Problem 3 Draw the following situation as a graph, (like the one from class today): In the domain of all people, everyone is mortal. Alex is nice and he trusts everyone, but no one trusts Alex. Ben and Chris trust each other, but only Ben is nice. Also, assume that everyone trusts themselves. (Note: In this context, “everyone” means Alex, Ben, and Chris. Also, think of the truth relation as a two-way street). T(x, y) = x trusts y M(x) = x is mortal N(x) = x is nice

Problem 4 Given the situation drawn above, translate the following into statements of predicate logic, and then assess the truth of each statement: A. Everyone is mortal. B. Everyone is mortal or nice. C. Everyone trusts someone. D. Everyone who is trustworthy is also nice. E. Someone trusts everyone. F. Everyone trusts someone nice, excluding themselves.

Problem 5 Prove the following claim (by contradiction): There are infinitely many primes.

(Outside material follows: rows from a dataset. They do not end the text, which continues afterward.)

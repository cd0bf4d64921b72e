use std::sync::{Arc, Mutex};

use crate::config::DatabaseConfig;
use crate::database::gateway::Database;
use crate::database::property_repository::PropertyRepository;
use crate::security::audit::{AuditEvent, AuditSink};

/// Audit sink that keeps events in memory so tests can assert on them.
#[derive(Debug, Default)]
pub struct MemoryAuditSink {
    events: Mutex<Vec<AuditEvent>>,
}

impl MemoryAuditSink {
    pub fn events(&self) -> Vec<AuditEvent> {
        self.events.lock().expect("audit sink lock").clone()
    }
}

impl AuditSink for MemoryAuditSink {
    fn record(&self, event: AuditEvent) {
        self.events.lock().expect("audit sink lock").push(event);
    }
}

/// Fresh in-memory database with both tables provisioned.
///
/// A single pooled connection keeps every query on the same `:memory:`
/// instance.
pub async fn memory_db() -> Database {
    let config = DatabaseConfig {
        url: "sqlite::memory:".to_string(),
        max_connections: 1,
        connection_timeout_secs: 5,
    };
    let db = Database::connect(&config).await.expect("in-memory database");
    PropertyRepository::provision(&db).await.expect("properties table");
    db
}

/// Convenience: a sanitizer wired to a memory sink, plus the sink itself.
pub fn capturing_sanitizer() -> (crate::security::Sanitizer, Arc<MemoryAuditSink>) {
    let sink = Arc::new(MemoryAuditSink::default());
    (crate::security::Sanitizer::new(sink.clone(), 100), sink)
}
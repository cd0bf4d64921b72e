use std::collections::HashMap;
use std::sync::RwLock;

use serde_json::Value;
use uuid::Uuid;

use crate::database::models::SessionUser;

/// Per-visitor state: the signed-in identity plus read-once flash values
/// (validation errors and old form input surviving one redirect).
#[derive(Debug, Default, Clone)]
pub struct Session {
    pub user: Option<SessionUser>,
    flash: HashMap<String, Value>,
}

/// In-memory session store keyed by the session cookie. The store is the
/// only cross-request mutable state besides the connection pool; access is
/// serialized through the lock.
#[derive(Debug, Default)]
pub struct SessionStore {
    sessions: RwLock<HashMap<String, Session>>,
}

impl SessionStore {
    pub fn new() -> Self {
        Self::default()
    }

    /// Create a fresh session and return its id.
    pub fn create(&self) -> String {
        let id = Uuid::new_v4().to_string();
        self.sessions
            .write()
            .expect("session store lock")
            .insert(id.clone(), Session::default());
        id
    }

    pub fn exists(&self, id: &str) -> bool {
        self.sessions
            .read()
            .expect("session store lock")
            .contains_key(id)
    }

    pub fn current_user(&self, id: &str) -> Option<SessionUser> {
        self.sessions
            .read()
            .expect("session store lock")
            .get(id)
            .and_then(|session| session.user.clone())
    }

    pub fn sign_in(&self, id: &str, user: SessionUser) {
        if let Some(session) = self
            .sessions
            .write()
            .expect("session store lock")
            .get_mut(id)
        {
            session.user = Some(user);
        }
    }

    /// Terminate the session entirely; the next request starts a new one.
    pub fn destroy(&self, id: &str) {
        self.sessions
            .write()
            .expect("session store lock")
            .remove(id);
    }

    pub fn set_flash(&self, id: &str, key: &str, value: Value) {
        if let Some(session) = self
            .sessions
            .write()
            .expect("session store lock")
            .get_mut(id)
        {
            session.flash.insert(key.to_string(), value);
        }
    }

    /// Read-once: the value is removed as it is read.
    pub fn take_flash(&self, id: &str, key: &str) -> Option<Value> {
        self.sessions
            .write()
            .expect("session store lock")
            .get_mut(id)
            .and_then(|session| session.flash.remove(key))
    }
}
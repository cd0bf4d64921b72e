pub mod account;
pub mod property;

pub use account::AccountService;
pub use property::PropertyService;

use thiserror::Error;

use crate::database::DatabaseError;

/// Domain-level failures surfaced by the services. Validation, not-found and
/// authorization outcomes are expected control flow; `Database` wraps the
/// persistence layer and is reported to clients only generically.
#[derive(Debug, Error)]
pub enum ServiceError {
    #[error("validation failed: {}", .0.join(", "))]
    Validation(Vec<String>),

    #[error("{0}")]
    NotFound(String),

    #[error("{0}")]
    Forbidden(String),

    #[error("{0}")]
    Conflict(String),

    #[error("{0}")]
    Internal(String),

    #[error(transparent)]
    Database(#[from] DatabaseError),
}

impl ServiceError {
    pub fn not_found(message: impl Into<String>) -> Self {
        ServiceError::NotFound(message.into())
    }

    pub fn forbidden(message: impl Into<String>) -> Self {
        ServiceError::Forbidden(message.into())
    }

    pub fn conflict(message: impl Into<String>) -> Self {
        ServiceError::Conflict(message.into())
    }
}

Quantifier Group Work On a spare piece of paper, please write down any questions or issues that you have with quantifiers. In different groups than those you did your worksheets in, discuss the difficulties you’ve been having with quantifiers. Find a problem from the notes or the textbook that you feel addresses your issue and begin completing this problem in your group.